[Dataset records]
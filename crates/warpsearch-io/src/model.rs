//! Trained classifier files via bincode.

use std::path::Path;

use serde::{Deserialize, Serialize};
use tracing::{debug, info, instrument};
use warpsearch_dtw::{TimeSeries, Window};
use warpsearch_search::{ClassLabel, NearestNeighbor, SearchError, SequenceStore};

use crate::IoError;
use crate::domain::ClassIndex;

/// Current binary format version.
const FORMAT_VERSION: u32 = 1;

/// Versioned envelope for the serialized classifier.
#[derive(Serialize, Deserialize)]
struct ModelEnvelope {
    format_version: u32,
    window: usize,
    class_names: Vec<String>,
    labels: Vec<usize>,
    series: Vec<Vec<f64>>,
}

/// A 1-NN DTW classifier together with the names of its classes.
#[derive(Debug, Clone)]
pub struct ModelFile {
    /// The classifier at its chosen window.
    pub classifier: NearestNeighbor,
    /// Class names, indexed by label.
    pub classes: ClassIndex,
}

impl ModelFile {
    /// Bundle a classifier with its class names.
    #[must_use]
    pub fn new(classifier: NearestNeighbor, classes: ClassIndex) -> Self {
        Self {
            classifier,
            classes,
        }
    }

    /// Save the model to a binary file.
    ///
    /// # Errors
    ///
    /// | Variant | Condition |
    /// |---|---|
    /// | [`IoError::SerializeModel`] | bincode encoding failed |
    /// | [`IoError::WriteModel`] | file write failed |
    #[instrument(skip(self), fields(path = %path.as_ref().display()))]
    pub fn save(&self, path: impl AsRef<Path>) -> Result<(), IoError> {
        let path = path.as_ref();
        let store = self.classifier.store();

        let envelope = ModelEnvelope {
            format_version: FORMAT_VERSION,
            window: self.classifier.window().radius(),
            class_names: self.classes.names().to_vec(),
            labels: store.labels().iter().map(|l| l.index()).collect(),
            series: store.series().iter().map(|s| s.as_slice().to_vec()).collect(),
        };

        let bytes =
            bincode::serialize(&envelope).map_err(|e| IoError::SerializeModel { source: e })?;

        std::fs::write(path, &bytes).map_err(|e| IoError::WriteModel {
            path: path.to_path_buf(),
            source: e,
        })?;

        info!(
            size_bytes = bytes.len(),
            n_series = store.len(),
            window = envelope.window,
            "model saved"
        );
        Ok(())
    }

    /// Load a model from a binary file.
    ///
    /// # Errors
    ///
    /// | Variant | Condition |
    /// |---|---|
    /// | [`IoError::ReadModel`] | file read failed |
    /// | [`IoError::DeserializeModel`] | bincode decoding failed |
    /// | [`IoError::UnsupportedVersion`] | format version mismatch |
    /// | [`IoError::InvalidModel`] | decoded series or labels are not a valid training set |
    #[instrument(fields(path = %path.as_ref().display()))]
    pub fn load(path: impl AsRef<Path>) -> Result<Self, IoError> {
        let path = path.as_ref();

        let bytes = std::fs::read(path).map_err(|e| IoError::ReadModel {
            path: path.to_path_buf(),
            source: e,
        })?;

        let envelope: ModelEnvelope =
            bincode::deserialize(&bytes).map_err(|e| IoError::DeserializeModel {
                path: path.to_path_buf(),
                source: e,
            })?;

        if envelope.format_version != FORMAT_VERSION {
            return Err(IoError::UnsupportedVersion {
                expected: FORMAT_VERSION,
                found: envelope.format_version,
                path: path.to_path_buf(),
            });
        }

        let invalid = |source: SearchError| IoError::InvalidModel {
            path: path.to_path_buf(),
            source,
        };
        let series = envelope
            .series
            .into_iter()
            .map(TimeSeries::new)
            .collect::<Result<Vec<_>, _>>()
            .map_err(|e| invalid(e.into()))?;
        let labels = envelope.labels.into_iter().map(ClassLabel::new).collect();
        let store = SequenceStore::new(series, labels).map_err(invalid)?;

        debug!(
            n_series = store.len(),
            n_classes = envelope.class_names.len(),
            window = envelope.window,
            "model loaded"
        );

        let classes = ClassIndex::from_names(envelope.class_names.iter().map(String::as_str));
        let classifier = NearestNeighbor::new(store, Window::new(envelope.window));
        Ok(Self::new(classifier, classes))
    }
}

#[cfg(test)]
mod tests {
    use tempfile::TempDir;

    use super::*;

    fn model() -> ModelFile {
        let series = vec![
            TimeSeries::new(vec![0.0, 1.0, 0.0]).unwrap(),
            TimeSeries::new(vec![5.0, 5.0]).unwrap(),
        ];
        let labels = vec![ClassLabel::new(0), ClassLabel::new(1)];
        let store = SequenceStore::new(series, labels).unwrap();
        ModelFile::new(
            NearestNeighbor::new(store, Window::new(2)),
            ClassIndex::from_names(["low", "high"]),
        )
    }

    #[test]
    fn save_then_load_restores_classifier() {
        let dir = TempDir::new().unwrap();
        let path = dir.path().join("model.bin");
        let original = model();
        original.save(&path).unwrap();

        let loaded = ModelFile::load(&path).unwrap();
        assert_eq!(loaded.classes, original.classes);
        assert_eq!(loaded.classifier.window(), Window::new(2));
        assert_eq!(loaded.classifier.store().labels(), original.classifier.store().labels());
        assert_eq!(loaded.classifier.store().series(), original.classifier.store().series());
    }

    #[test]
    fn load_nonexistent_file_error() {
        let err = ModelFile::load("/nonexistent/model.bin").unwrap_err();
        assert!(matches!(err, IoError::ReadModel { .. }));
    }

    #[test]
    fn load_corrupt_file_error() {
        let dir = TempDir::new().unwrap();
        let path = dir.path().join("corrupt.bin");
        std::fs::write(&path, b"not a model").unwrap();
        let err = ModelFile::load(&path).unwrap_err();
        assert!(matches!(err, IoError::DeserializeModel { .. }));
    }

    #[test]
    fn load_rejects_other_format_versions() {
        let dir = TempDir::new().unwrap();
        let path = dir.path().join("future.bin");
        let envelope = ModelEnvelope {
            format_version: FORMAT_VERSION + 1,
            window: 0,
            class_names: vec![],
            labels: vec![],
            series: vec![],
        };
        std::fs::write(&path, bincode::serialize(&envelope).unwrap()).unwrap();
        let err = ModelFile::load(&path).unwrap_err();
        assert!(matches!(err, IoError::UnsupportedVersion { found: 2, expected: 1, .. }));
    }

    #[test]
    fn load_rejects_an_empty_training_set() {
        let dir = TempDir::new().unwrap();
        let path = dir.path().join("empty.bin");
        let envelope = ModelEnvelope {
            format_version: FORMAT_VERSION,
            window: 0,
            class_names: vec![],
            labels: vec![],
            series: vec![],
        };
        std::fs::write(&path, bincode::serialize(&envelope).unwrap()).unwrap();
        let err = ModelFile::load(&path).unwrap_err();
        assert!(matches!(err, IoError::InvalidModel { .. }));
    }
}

WHAT YOU HAVE TO DO. Work out how many lines in the records include "WriteModel". Only the number should be given.

OUTPUT OF THE TASK. 2